Opinión
Librerías, donde nacen las patrias de papel
Mi patria es de piel. Solotildista y con profusión de ces trencades. De voces y risas. También de lágrimas. Pero sobre todo, sobre todo, de papel. Y de tinta. Sus fronteras van y vienen. Hace tiempo ya que desbordó las estanterías. Asaltó las aduanas de la biblioteca. Cruzó el estrecho del pasillo. Y colonizó rincones llenos de polvo. Ahora crece a lo alto, en himalayas de títulos que sospecho que ningún día llegaré a coronar.
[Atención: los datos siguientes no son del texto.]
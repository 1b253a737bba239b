//! Iterative flow relaxation over the assembled graph.
//!
//! Flows are relaxed in bounded rounds. Each round recomputes two fields
//! from the previous one:
//!
//! * a push field: declared injections (pressurized sources, pump bases)
//!   travel downstream, redistributed at every node across outgoing routes
//!   with pressure-bearing routes filled first and the remainder shared by
//!   inverse friction;
//! * a pull field: pump suction demand travels upstream across passive
//!   routes until a supply route absorbs it.
//!
//! A pump only moves liquid: its base discharge is suppressed when nothing
//! on its suction side can ever feed it, so it still passes co-pushed flow
//! but injects none of its own.
//!
//! Flow never reflects back along the segment it arrived on, and routes
//! that cannot reach an absorber (or, for pulls, a supply) are skipped, so
//! branches ending in open points stay dry. Opposing flows over the same
//! node pair cancel by superposition when results are read out.

use crate::config::SolverConfig;
use gf_core::EdgeId;
use gf_graph::{FlowEdge, FlowGraph};
use std::collections::BTreeMap;
use tracing::{debug, trace};

/// Frictions below this are clamped when used as weights.
const FRICTION_FLOOR: f64 = 1e-6;

/// An unordered node pair; opposing routes over the same pair share one.
type Segment = (u32, u32);

fn segment(edge: &FlowEdge) -> Segment {
    let a = edge.from.index();
    let b = edge.to.index();
    if a <= b { (a, b) } else { (b, a) }
}

fn is_pump(edge: &FlowEdge) -> bool {
    edge.pressure > 0.0 && !edge.source
}

/// Relaxed per-edge flows.
#[derive(Debug, Clone)]
pub struct EdgeFlows {
    signed: Vec<f64>,
    /// False when the round budget ran out before convergence.
    pub stable: bool,
    /// Rounds actually spent.
    pub rounds: usize,
}

impl EdgeFlows {
    /// Net flow along an edge after superposition with opposing routes.
    /// Positive means flow in the edge's declared direction.
    pub fn signed(&self, id: EdgeId) -> f64 {
        self.signed.get(id.index() as usize).copied().unwrap_or(0.0)
    }

    /// Flow actually carried in the edge's direction (never negative).
    pub fn carried(&self, id: EdgeId) -> f64 {
        self.signed(id).max(0.0)
    }
}

/// Relax the graph until flows stop changing or the round budget is spent.
pub fn relax(graph: &FlowGraph, config: &SolverConfig) -> EdgeFlows {
    let edges = graph.edges();
    let m = edges.len();

    let can_exit = exit_reachability(graph);
    let can_feed = feed_reachability(graph);

    // A pump with nothing feedable on its suction side moves no liquid of
    // its own (it conserves flow at its origin node). Own-segment routes
    // do not count: a pump cannot suck its own discharge back.
    let fed: Vec<bool> = edges
        .iter()
        .map(|e| {
            if !is_pump(e) {
                return true;
            }
            graph.incoming(e.from).iter().any(|id| {
                let j = id.index() as usize;
                !edges[j].sink && segment(&edges[j]) != segment(e) && can_feed[j]
            })
        })
        .collect();

    let mut push = vec![0.0_f64; m];
    let mut through = vec![0.0_f64; m];
    let mut total = vec![0.0_f64; m];
    // Pull demand relayed upstream, keyed by (node, arrival segment).
    let mut relay: BTreeMap<(u32, Segment), f64> = BTreeMap::new();

    let mut stable = false;
    let mut rounds = 0;

    for round in 1..=config.max_rounds {
        rounds = round;

        // Effective pressures: pumps gain a bonus from co-moving flow,
        // saturating at their own rating. Supplies inject a fixed rate.
        let p_eff: Vec<f64> = edges
            .iter()
            .enumerate()
            .map(|(i, e)| {
                if e.pressure <= 0.0 {
                    0.0
                } else if e.source {
                    e.pressure
                } else {
                    e.pressure
                        + config.pump_acceleration * through[i].min(e.pressure)
                }
            })
            .collect();

        // Push phase: redistribute last round's deliveries node by node.
        let mut new_push = vec![0.0_f64; m];
        let mut new_through = vec![0.0_f64; m];
        for (i, e) in edges.iter().enumerate() {
            if e.source && e.pressure > 0.0 {
                new_push[i] = p_eff[i];
            }
        }
        for node in graph.nodes() {
            for &id in graph.incoming(node) {
                let e = &edges[id.index() as usize];
                let delivery = push[id.index() as usize];
                if e.sink || delivery <= 0.0 {
                    continue;
                }
                distribute(
                    graph,
                    &p_eff,
                    &can_exit,
                    node.index() as usize,
                    delivery,
                    segment(e),
                    &mut new_push,
                    &mut new_through,
                );
            }
        }
        for (i, e) in edges.iter().enumerate() {
            if is_pump(e) {
                new_push[i] = new_through[i] + if fed[i] { p_eff[i] } else { 0.0 };
            }
        }

        // Pull phase: pump bases demand flow at their origin; unmet demand
        // walks one segment upstream per round until a supply absorbs it.
        let mut demands: BTreeMap<(u32, Segment), f64> = relay;
        relay = BTreeMap::new();
        for (i, e) in edges.iter().enumerate() {
            if is_pump(e) && fed[i] {
                *demands.entry((e.from.index(), segment(e))).or_insert(0.0) += p_eff[i];
            }
        }

        let mut new_pull = vec![0.0_f64; m];
        for ((node_idx, banned), amount) in demands {
            let node = gf_core::NodeId::from_index(node_idx);
            let candidates: Vec<usize> = graph
                .incoming(node)
                .iter()
                .map(|id| id.index() as usize)
                .filter(|&i| {
                    let e = &edges[i];
                    !e.sink && !is_pump(e) && segment(e) != banned && can_feed[i]
                })
                .collect();

            let sources: Vec<usize> = candidates
                .iter()
                .copied()
                .filter(|&i| edges[i].source)
                .collect();

            if !sources.is_empty() {
                let share = amount / sources.len() as f64;
                for i in sources {
                    new_pull[i] += share;
                }
            } else if !candidates.is_empty() {
                let weights: Vec<f64> = candidates
                    .iter()
                    .map(|&i| 1.0 / edges[i].friction.max(FRICTION_FLOOR))
                    .collect();
                let sum: f64 = weights.iter().sum();
                for (&i, w) in candidates.iter().zip(&weights) {
                    let share = amount * w / sum;
                    new_pull[i] += share;
                    *relay
                        .entry((edges[i].from.index(), segment(&edges[i])))
                        .or_insert(0.0) += share;
                }
            }
            // No candidates: the demand goes unmet and flows stay partial.
        }

        // Convergence: largest per-edge change between rounds.
        let mut delta = 0.0_f64;
        for i in 0..m {
            let t = new_push[i] + new_pull[i];
            delta = delta.max((t - total[i]).abs());
            total[i] = t;
        }
        push = new_push;
        through = new_through;

        trace!(round, delta, "relaxation round");
        if delta < config.tolerance {
            stable = true;
            break;
        }
    }

    if !stable {
        debug!(rounds, "round budget spent before convergence");
    }

    EdgeFlows {
        signed: superpose(graph, &total),
        stable,
        rounds,
    }
}

/// Spread one delivery across a node's outgoing routes.
///
/// Routes over the arrival segment are excluded (no reflection). Pressure
/// routes fill to capacity first; the remainder is shared by inverse
/// friction among routes that can reach an absorber.
#[allow(clippy::too_many_arguments)]
fn distribute(
    graph: &FlowGraph,
    p_eff: &[f64],
    can_exit: &[bool],
    node_idx: usize,
    amount: f64,
    banned: Segment,
    new_push: &mut [f64],
    new_through: &mut [f64],
) {
    let edges = graph.edges();
    let node = gf_core::NodeId::from_index(node_idx as u32);
    let candidates: Vec<usize> = graph
        .outgoing(node)
        .iter()
        .map(|id| id.index() as usize)
        .filter(|&i| segment(&edges[i]) != banned)
        .collect();
    if candidates.is_empty() {
        return;
    }

    let mut remaining = amount;
    for &i in &candidates {
        if is_pump(&edges[i]) && can_exit[i] {
            let headroom = (p_eff[i] - new_through[i]).max(0.0);
            let take = remaining.min(headroom);
            new_through[i] += take;
            remaining -= take;
        }
    }
    if remaining <= 0.0 {
        return;
    }

    let weights: Vec<f64> = candidates
        .iter()
        .map(|&i| {
            if can_exit[i] {
                1.0 / edges[i].friction.max(FRICTION_FLOOR)
            } else {
                0.0
            }
        })
        .collect();
    let sum: f64 = weights.iter().sum();
    if sum <= 0.0 {
        return;
    }
    for (&i, w) in candidates.iter().zip(&weights) {
        let share = remaining * w / sum;
        if is_pump(&edges[i]) {
            new_through[i] += share;
        } else {
            new_push[i] += share;
        }
    }
}

/// Per-edge flag: can flow entering this edge eventually reach a sink
/// route without reflecting back along a segment it just crossed?
fn exit_reachability(graph: &FlowGraph) -> Vec<bool> {
    edge_fixpoint(graph, |e| e.sink, true)
}

/// Per-edge flag: can a pull along this edge eventually be satisfied by a
/// supply route or a pump discharge upstream?
fn feed_reachability(graph: &FlowGraph) -> Vec<bool> {
    edge_fixpoint(graph, |e| e.source || e.pressure > 0.0, false)
}

fn edge_fixpoint(
    graph: &FlowGraph,
    root: impl Fn(&FlowEdge) -> bool,
    downstream: bool,
) -> Vec<bool> {
    let edges = graph.edges();
    let mut reach: Vec<bool> = edges.iter().map(root).collect();
    loop {
        let mut changed = false;
        for (i, e) in edges.iter().enumerate() {
            if reach[i] {
                continue;
            }
            let continuations = if downstream {
                graph.outgoing(e.to)
            } else {
                graph.incoming(e.from)
            };
            let found = continuations.iter().any(|id| {
                let j = id.index() as usize;
                reach[j] && segment(&edges[j]) != segment(e)
            });
            if found {
                reach[i] = true;
                changed = true;
            }
        }
        if !changed {
            break;
        }
    }
    reach
}

/// Net opposing flows over each node pair and hand back signed per-edge
/// values, proportional to each edge's share of its direction.
fn superpose(graph: &FlowGraph, total: &[f64]) -> Vec<f64> {
    let edges = graph.edges();
    // Directional totals per segment: (low->high, high->low).
    let mut by_segment: BTreeMap<Segment, (f64, f64)> = BTreeMap::new();
    for (i, e) in edges.iter().enumerate() {
        let entry = by_segment.entry(segment(e)).or_insert((0.0, 0.0));
        if e.from.index() <= e.to.index() {
            entry.0 += total[i];
        } else {
            entry.1 += total[i];
        }
    }

    edges
        .iter()
        .enumerate()
        .map(|(i, e)| {
            let (fwd, rev) = by_segment[&segment(e)];
            let (own_dir, opposite) = if e.from.index() <= e.to.index() {
                (fwd, rev)
            } else {
                (rev, fwd)
            };
            if own_dir > 0.0 {
                total[i] - opposite * (total[i] / own_dir)
            } else {
                0.0
            }
        })
        .collect()
}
Un imperio de páginas que no habría podido fraguarse sin las librerías. Ni sin sus libreros, que la semana pasada celebraron uno de sus días mundiales más tristes e inciertos. A esta agonía de los mundos de papel (es algo heroico abrir cada mañana una librería) sólo le faltaba una peste, y no la de Camus, para verse como el protagonista de los siete pisos de Buzzati, cada vez más cerca del final. Las librerías no sólo venden libros (y diarios y discos y revistas y cartulinas y lápices y mapas y sobres...). Siempre, pero especialmente en estos tiempos más propios de una novela de Robin Cook, una librería es una máquina del tiempo, una agencia de viajes, la barra de bar más grande del mundo, el epicentro de todas las historias de amor jamás imaginadas, expendeduría de villanos... Y sí constructoras, tomo a tomo, de nuestras patrias de papel. Y de lo que somos.